Bug 1221915

Summary:	IPv6 routing/neighbor table suspected memory leak
Product:	[Fedora] Fedora	Reporter:	Seb L. <D8F55524>
Component:	kernel	Assignee:	Neil Horman <nhorman>
Status:	CLOSED NOTABUG	QA Contact:	Fedora Extras Quality Assurance <extras-qa>
Severity:	medium	Docs Contact:
Priority:	unspecified
Version:	21	CC:	gansalmon, itamar, jonathan, kernel-maint, lnykryn, madhu.chinakonda, mchehab, nhorman, zbyszek
Target Milestone:	---
Target Release:	---
Hardware:	All
OS:	Linux
Whiteboard:
Fixed In Version:		Doc Type:	Bug Fix
Doc Text:		Story Points:	---
Clone Of:		Environment:
Last Closed:	2015-05-15 17:05:06 UTC	Type:	Bug
Regression:	---	Mount Type:	---
Documentation:	---	CRM:
Verified Versions:		Category:	---
oVirt Team:	---	RHEL 7.3 requirements from Atomic Host:
Cloudforms Team:	---	Target Upstream Version:
Embargoed:

Description Seb L. 2015-05-15 09:02:02 UTC

Description of problem:
The default IPv6 routing table max. size is insanely low: 4096 bytes (esp. if we compare it to the default IPv4 routing table max. size which is... 2 GiB).
This leads to network malfunctions very difficult to diagnose.

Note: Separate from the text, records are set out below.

//! Response rendering into the host's output envelope.

use std::collections::BTreeMap;
use std::fmt::Debug;
use std::sync::Arc;

use base64::{engine::general_purpose::STANDARD, Engine as _};
use serde_json::{json, Value};

use crate::http::request::X_REQUEST_ID;
use crate::http::response::{Content, Response};

/// Serializer used for JSON content.
pub trait JsonEncoder: Send + Sync + Debug {
    fn encode(&self, value: &Value) -> String;
}

/// Compact JSON, the default.
#[derive(Debug, Clone, Copy, Default)]
pub struct CompactJson;

impl JsonEncoder for CompactJson {
    fn encode(&self, value: &Value) -> String {
        value.to_string()
    }
}

/// Indented JSON, handy when reading responses by eye.
#[derive(Debug, Clone, Copy, Default)]
pub struct PrettyJson;

impl JsonEncoder for PrettyJson {
    fn encode(&self, value: &Value) -> String {
        serde_json::to_string_pretty(value).unwrap_or_else(|_| value.to_string())
    }
}

/// Field naming of the single-response envelope.
#[derive(Debug, Clone, Copy, PartialEq, Eq)]
pub enum EnvelopeFormat {
    /// `isBodyBinary`
    Generic,
    /// `isBase64Encoded`, as API gateways expect.
    ApiGateway,
}

/// A rendered single response.
#[derive(Debug, Clone, PartialEq, Eq)]
pub struct ResponseEnvelope {
    pub status_code: u16,
    pub headers: BTreeMap<String, String>,
    pub body: String,
    pub is_binary: bool,
}

impl ResponseEnvelope {
    pub fn to_json(&self, format: EnvelopeFormat) -> Value {
        let binary_flag = match format {
            EnvelopeFormat::Generic => "isBodyBinary",
            EnvelopeFormat::ApiGateway => "isBase64Encoded",
        };
        let mut envelope = json!({
            "statusCode": self.status_code,
            "headers": self.headers,
            "body": self.body,
        });
        envelope[binary_flag] = Value::Bool(self.is_binary);
        envelope
    }

    /// Body bytes as the client should see them.
    pub fn decoded_body(&self) -> Result<Vec<u8>, base64::DecodeError> {
        if self.is_binary {
            STANDARD.decode(&self.body)
        } else {
            Ok(self.body.clone().into_bytes())
        }
    }
}

/// Turns a [`Response`] into a [`ResponseEnvelope`].
#[derive(Debug, Clone)]
pub struct ResponseRenderer {
    encoder: Arc<dyn JsonEncoder>,
}

impl ResponseRenderer {
    pub fn new(encoder: Arc<dyn JsonEncoder>) -> Self {
        Self { encoder }
    }

    pub fn render(&self, response: Response, correlation_id: &str) -> ResponseEnvelope {
        let (status, headers, media_type, content) = response.into_parts();

        let mut headers: BTreeMap<String, String> = headers
            .into_iter()
            .map(|(name, value)| (name.to_ascii_lowercase(), value))
            .collect();

        let (body, is_binary, length) = match content {
            Content::Empty => (None, false, 0),
            Content::Text(text) => {
                let len = text.len();
                (Some(text), false, len)
            }
            Content::Binary(bytes) => (Some(STANDARD.encode(&bytes)), true, bytes.len()),
            Content::Json(value) => {
                let text = self.encoder.encode(&value);
                let len = text.len();
                (Some(text), false, len)
            }
        };

        if body.is_some() {
            headers.insert("content-length".to_string(), length.to_string());
            if let Some(media_type) = media_type {
                headers.insert("content-type".to_string(), media_type);
            }
        }
        headers
            .entry(X_REQUEST_ID.to_string())
            .or_insert_with(|| correlation_id.to_string());

        ResponseEnvelope {
            status_code: status.as_u16(),
            headers,
            body: body.unwrap_or_default(),
            is_binary,
        }
    }
}

impl Default for ResponseRenderer {
    fn default() -> Self {
        Self::new(Arc::new(CompactJson))
    }
}

#[cfg(test)]
mod tests {
    use super::*;
    use crate::http::response::{APPLICATION_JSON, APPLICATION_OCTET_STREAM};
    use axum::http::StatusCode;

    #[test]
    fn test_json_body() {
        let envelope = ResponseRenderer::default().render(Response::json(json!("get")), "req-1");

        assert_eq!(envelope.status_code, 200);
        assert_eq!(envelope.body, "\"get\"");
        assert!(!envelope.is_binary);
        assert_eq!(envelope.headers["content-type"], APPLICATION_JSON);
        assert_eq!(envelope.headers["content-length"], "5");
        assert_eq!(envelope.headers["x-request-id"], "req-1");
    }

    #[test]
    fn test_binary_body_is_base64() {
        let data = vec![0u8, 159, 146, 150, 255];
        let envelope = ResponseRenderer::default()
            .render(Response::binary(data.clone(), APPLICATION_OCTET_STREAM), "req-1");

        assert!(envelope.is_binary);
        assert_eq!(envelope.headers["content-length"], data.len().to_string());
        assert_eq!(envelope.decoded_body().unwrap(), data);
    }

    #[test]
    fn test_empty_body_has_no_content_headers() {
        let envelope = ResponseRenderer::default()
            .render(Response::new(StatusCode::NO_CONTENT).with_header("X-Request-Id", "mine"), "req-1");

        assert_eq!(envelope.status_code, 204);
        assert_eq!(envelope.body, "");
        assert!(!envelope.headers.contains_key("content-length"));
        assert_eq!(envelope.headers["x-request-id"], "mine");
    }

    #[test]
    fn test_envelope_formats() {
        let envelope = ResponseRenderer::new(Arc::new(PrettyJson)).render(Response::text("hi"), "id");

        let generic = envelope.to_json(EnvelopeFormat::Generic);
        assert_eq!(generic["statusCode"], 200);
        assert_eq!(generic["isBodyBinary"], false);
        assert!(generic.get("isBase64Encoded").is_none());

        let gateway = envelope.to_json(EnvelopeFormat::ApiGateway);
        assert_eq!(gateway["isBase64Encoded"], false);
        assert_eq!(gateway["body"], "hi");
    }
}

Version-Release number of selected component (if applicable):
Fedora 21/all kernels to date

How reproducible:
100% (insanely low default value in the Linux kernel)

Steps to Reproduce:
1. sysctl net.ipv6.route.max_size
This gives you the max. size (in bytes, not records!)
of the IPv6 routing table.
2. sysctl net.ipv4.route.max_size
This gives you the max. size of the IPv4 routing table.
3. Compare the values...

Actual results:
The default IPv6 routing table max. size is 4096 bytes, that is it can barely hold 27 routes (for every table: main/local/custom, even including link-local records automatically added for every network interface).

This limit is extremely easy to reach and overflow (esp. on a machine with a few physical network interfaces -- which is not uncommon for a workstation or even more on a server, not to speak of virtual network interfaces brought by tunnels or virtual machines).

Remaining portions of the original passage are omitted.